◆ EXERCISE BRIEF ◆
Copy every line of the entries that includes the word "index".

Stored items
▽

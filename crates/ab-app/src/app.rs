use std::time::{Duration, Instant};

use ab_core::asset::AssetRef;
use ab_core::config::UiConfig;
use ab_core::traits::{AudioService, Direction, MenuAction, MenuOutcome};
use ab_menu::SelectionMenu;
use anyhow::{Context, Result};
use crossterm::event::{
    self, Event, KeyCode, KeyEvent, KeyEventKind, MouseButton, MouseEvent, MouseEventKind,
};
use ratatui::DefaultTerminal;
use ratatui::layout::Rect;

use crate::host::TuiMenuHost;
use crate::ui::{self, DrawContext};

/// Application state.
#[derive(Clone, Copy, Debug, PartialEq, Eq)]
pub enum AppState {
    /// Menu affiché, touches actives.
    Running,
    /// Overlay d'aide affiché (touche ?).
    Help,
    /// Sortie demandée.
    Quitting,
}

/// Sound test screen: the selection menu driven by terminal events.
pub struct App<A: AudioService> {
    pub state: AppState,
    menu: SelectionMenu<A, TuiMenuHost>,
    title: String,
    target_fps: u32,
    /// Inner area of the last drawn menu box, for mouse hit testing.
    menu_area: Rect,
}

impl<A: AudioService> App<A> {
    /// Build the menu, load the content and register the entries.
    ///
    /// # Errors
    /// Returns an error if a track or an effect cannot be resolved, or if
    /// the host refuses the entries.
    pub fn load(
        audio: A,
        tracks: &[AssetRef],
        effects: &[AssetRef],
        ui_config: &UiConfig,
    ) -> Result<Self> {
        let mut menu = SelectionMenu::new(audio, TuiMenuHost::new());
        menu.append_tracks(tracks)
            .context("Chargement des musiques impossible")?;
        menu.append_effects(effects)
            .context("Chargement des effets impossible")?;
        menu.initialize()
            .context("Initialisation du menu impossible")?;

        Ok(Self {
            state: AppState::Running,
            menu,
            title: ui_config.title.clone(),
            target_fps: ui_config.target_fps.clamp(1, 120),
            menu_area: Rect::default(),
        })
    }

    #[must_use]
    pub fn menu(&self) -> &SelectionMenu<A, TuiMenuHost> {
        &self.menu
    }

    /// Main event loop. Returns once the user quits.
    ///
    /// # Errors
    /// Returns an error if terminal operations fail.
    pub fn run(&mut self, mut terminal: DefaultTerminal) -> Result<()> {
        let frame_duration = Duration::from_secs_f64(1.0 / f64::from(self.target_fps));
        let mut last_frame = Instant::now()
            .checked_sub(frame_duration)
            .unwrap_or_else(Instant::now);

        loop {
            if self.state == AppState::Quitting {
                break;
            }

            let elapsed = last_frame.elapsed();
            if elapsed < frame_duration {
                // Dormir le temps restant, mais rester réactif aux événements
                if event::poll(frame_duration.saturating_sub(elapsed))? {
                    self.handle_event(&event::read()?);
                }
                continue;
            }
            last_frame = Instant::now();

            while event::poll(Duration::ZERO)? {
                self.handle_event(&event::read()?);
            }

            let menu = self.menu();
            let ctx = DrawContext {
                title: &self.title,
                entries: menu.host().entries(),
                selected: menu.host().selected(),
                track_count: menu.tracks().len(),
                effect_count: menu.effect_count(),
                show_help: self.state == AppState::Help,
            };
            let mut menu_area = self.menu_area;
            terminal.draw(|frame| {
                menu_area = ui::draw(frame, &ctx);
            })?;
            self.menu_area = menu_area;
        }

        log::info!("Sortie du sound test");
        Ok(())
    }

    /// Handle one terminal event.
    pub fn handle_event(&mut self, event: &Event) {
        match *event {
            Event::Key(KeyEvent {
                code,
                kind: KeyEventKind::Press,
                ..
            }) => self.handle_key(code),
            Event::Mouse(MouseEvent {
                kind: MouseEventKind::Down(MouseButton::Left),
                column,
                row,
                ..
            }) => self.handle_click(column, row),
            _ => {}
        }
    }

    fn handle_key(&mut self, code: KeyCode) {
        if self.state == AppState::Help {
            match code {
                KeyCode::Char('?') | KeyCode::Esc => self.state = AppState::Running,
                KeyCode::Char('q') => self.state = AppState::Quitting,
                _ => {}
            }
            return;
        }

        match code {
            KeyCode::Char('q') | KeyCode::Esc => self.state = AppState::Quitting,
            KeyCode::Char('?') => self.state = AppState::Help,
            KeyCode::Up | KeyCode::Char('k') => self.menu.host_mut().select_previous(),
            KeyCode::Down | KeyCode::Char('j') => self.menu.host_mut().select_next(),
            KeyCode::Enter | KeyCode::Char(' ') => {
                if let Some(action) = self.selected_action() {
                    let outcome = self.menu.on_activate(action);
                    self.apply(outcome);
                }
            }
            KeyCode::Right | KeyCode::Char('l') => self.adjust(Direction::Next),
            KeyCode::Left | KeyCode::Char('h') => self.adjust(Direction::Previous),
            KeyCode::Char('r') => match self.selected_action() {
                Some(MenuAction::Music) => self.menu.replay_music(),
                Some(MenuAction::Effect) => self.menu.replay_effect(),
                _ => {}
            },
            _ => {}
        }
    }

    fn handle_click(&mut self, column: u16, row: u16) {
        if self.state != AppState::Running {
            return;
        }
        let count = self.menu.host().entries().len();
        let Some(index) = ui::entry_at(self.menu_area, count, column, row) else {
            return;
        };
        self.menu.host_mut().select(index);
        if let Some(action) = self.selected_action() {
            let outcome = self.menu.on_activate(action);
            self.apply(outcome);
        }
    }

    fn adjust(&mut self, direction: Direction) {
        // Back ne réagit qu'à l'activation.
        if let Some(action) = self.selected_action()
            && action != MenuAction::Back
        {
            let outcome = self.menu.on_adjust(action, direction);
            self.apply(outcome);
        }
    }

    fn selected_action(&self) -> Option<MenuAction> {
        self.menu.host().selected_entry().map(|e| e.action)
    }

    fn apply(&mut self, outcome: MenuOutcome) {
        if outcome == MenuOutcome::Exit {
            log::debug!("Back activé");
            self.menu.host_mut().close();
            self.state = AppState::Quitting;
        }
    }
}

#[cfg(test)]
mod tests {
    use std::cell::RefCell;
    use std::rc::Rc;

    use super::*;
    use ab_core::error::MenuError;
    use ab_core::traits::SoundHandle;
    use crossterm::event::KeyModifiers;

    #[derive(Clone)]
    struct CountingSound(Rc<RefCell<Vec<String>>>, String);

    impl SoundHandle for CountingSound {
        fn play(&self) {
            self.0.borrow_mut().push(self.1.clone());
        }
    }

    #[derive(Default)]
    struct FakeAudio {
        playing: Option<String>,
        fired: Rc<RefCell<Vec<String>>>,
        play_calls: usize,
    }

    impl AudioService for FakeAudio {
        type Sound = CountingSound;

        fn stop_music(&mut self) {
            self.playing = None;
        }

        fn play_music(&mut self, track: &AssetRef) {
            self.play_calls += 1;
            self.playing = Some(track.label());
        }

        fn current_music_label(&self) -> String {
            self.playing.clone().unwrap_or_else(|| "None".to_string())
        }

        fn resolve_music(&mut self, track: &AssetRef) -> Result<(), MenuError> {
            if track.label() == "broken" {
                return Err(MenuError::resolution(track.to_string(), "absent"));
            }
            Ok(())
        }

        fn resolve_sound(&mut self, effect: &AssetRef) -> Result<CountingSound, MenuError> {
            Ok(CountingSound(Rc::clone(&self.fired), effect.label()))
        }
    }

    fn app() -> App<FakeAudio> {
        App::load(
            FakeAudio::default(),
            &[AssetRef::new("TrackA.ogg"), AssetRef::new("TrackB.ogg")],
            &[AssetRef::new("Boop.wav")],
            &UiConfig::default(),
        )
        .unwrap()
    }

    fn press(app: &mut App<FakeAudio>, code: KeyCode) {
        app.handle_event(&Event::Key(KeyEvent::new(code, KeyModifiers::NONE)));
    }

    fn labels(app: &App<FakeAudio>) -> Vec<String> {
        app.menu()
            .host()
            .entries()
            .iter()
            .map(|e| e.label.clone())
            .collect()
    }

    #[test]
    fn load_registers_three_entries() {
        let app = app();
        assert_eq!(labels(&app), ["Music: None", "Sound: None", "Back"]);
        assert_eq!(app.state, AppState::Running);
    }

    #[test]
    fn load_fails_on_unresolvable_track() {
        let result = App::load(
            FakeAudio::default(),
            &[AssetRef::new("broken.ogg")],
            &[],
            &UiConfig::default(),
        );
        assert!(result.is_err());
    }

    #[test]
    fn enter_advances_music_and_left_goes_back() {
        let mut app = app();
        press(&mut app, KeyCode::Enter);
        assert_eq!(labels(&app)[0], "Music: TrackA");
        press(&mut app, KeyCode::Right);
        assert_eq!(labels(&app)[0], "Music: TrackB");
        press(&mut app, KeyCode::Left);
        press(&mut app, KeyCode::Left);
        assert_eq!(labels(&app)[0], "Music: None");
        press(&mut app, KeyCode::Char('h'));
        assert_eq!(labels(&app)[0], "Music: TrackB");
    }

    #[test]
    fn effect_row_fires_and_replays() {
        let mut app = app();
        press(&mut app, KeyCode::Down);
        press(&mut app, KeyCode::Char(' '));
        assert_eq!(labels(&app)[1], "Sound: Boop");
        press(&mut app, KeyCode::Char('r'));
        assert_eq!(*app.menu().audio().fired.borrow(), ["Boop", "Boop"]);

        press(&mut app, KeyCode::Enter);
        assert_eq!(labels(&app)[1], "Sound: None");
        assert_eq!(app.menu().audio().fired.borrow().len(), 2);
    }

    #[test]
    fn replay_music_reissues_playback() {
        let mut app = app();
        press(&mut app, KeyCode::Enter);
        press(&mut app, KeyCode::Char('r'));
        assert_eq!(app.menu().audio().play_calls, 2);
    }

    #[test]
    fn back_entry_quits_but_ignores_adjust() {
        let mut app = app();
        press(&mut app, KeyCode::Up);
        press(&mut app, KeyCode::Right);
        assert_eq!(app.state, AppState::Running);
        press(&mut app, KeyCode::Enter);
        assert_eq!(app.state, AppState::Quitting);
    }

    #[test]
    fn help_overlay_swallows_keys() {
        let mut app = app();
        press(&mut app, KeyCode::Char('?'));
        assert_eq!(app.state, AppState::Help);
        press(&mut app, KeyCode::Enter);
        assert_eq!(labels(&app)[0], "Music: None");
        press(&mut app, KeyCode::Esc);
        assert_eq!(app.state, AppState::Running);
        press(&mut app, KeyCode::Esc);
        assert_eq!(app.state, AppState::Quitting);
    }

    #[test]
    fn click_selects_and_activates() {
        let mut app = app();
        app.menu_area = Rect::new(5, 5, 30, 3);
        let click = |column, row| {
            Event::Mouse(MouseEvent {
                kind: MouseEventKind::Down(MouseButton::Left),
                column,
                row,
                modifiers: KeyModifiers::NONE,
            })
        };

        app.handle_event(&click(6, 6));
        assert_eq!(app.menu().host().selected(), 1);
        assert_eq!(labels(&app)[1], "Sound: Boop");

        app.handle_event(&click(0, 0));
        assert_eq!(app.menu().host().selected(), 1);

        app.handle_event(&click(6, 7));
        assert_eq!(app.state, AppState::Quitting);
    }
}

△

◆ TASK RESULT ◆
        let Some(index) = ui::entry_at(self.menu_area, count, column, row) else {
        self.menu.host_mut().select(index);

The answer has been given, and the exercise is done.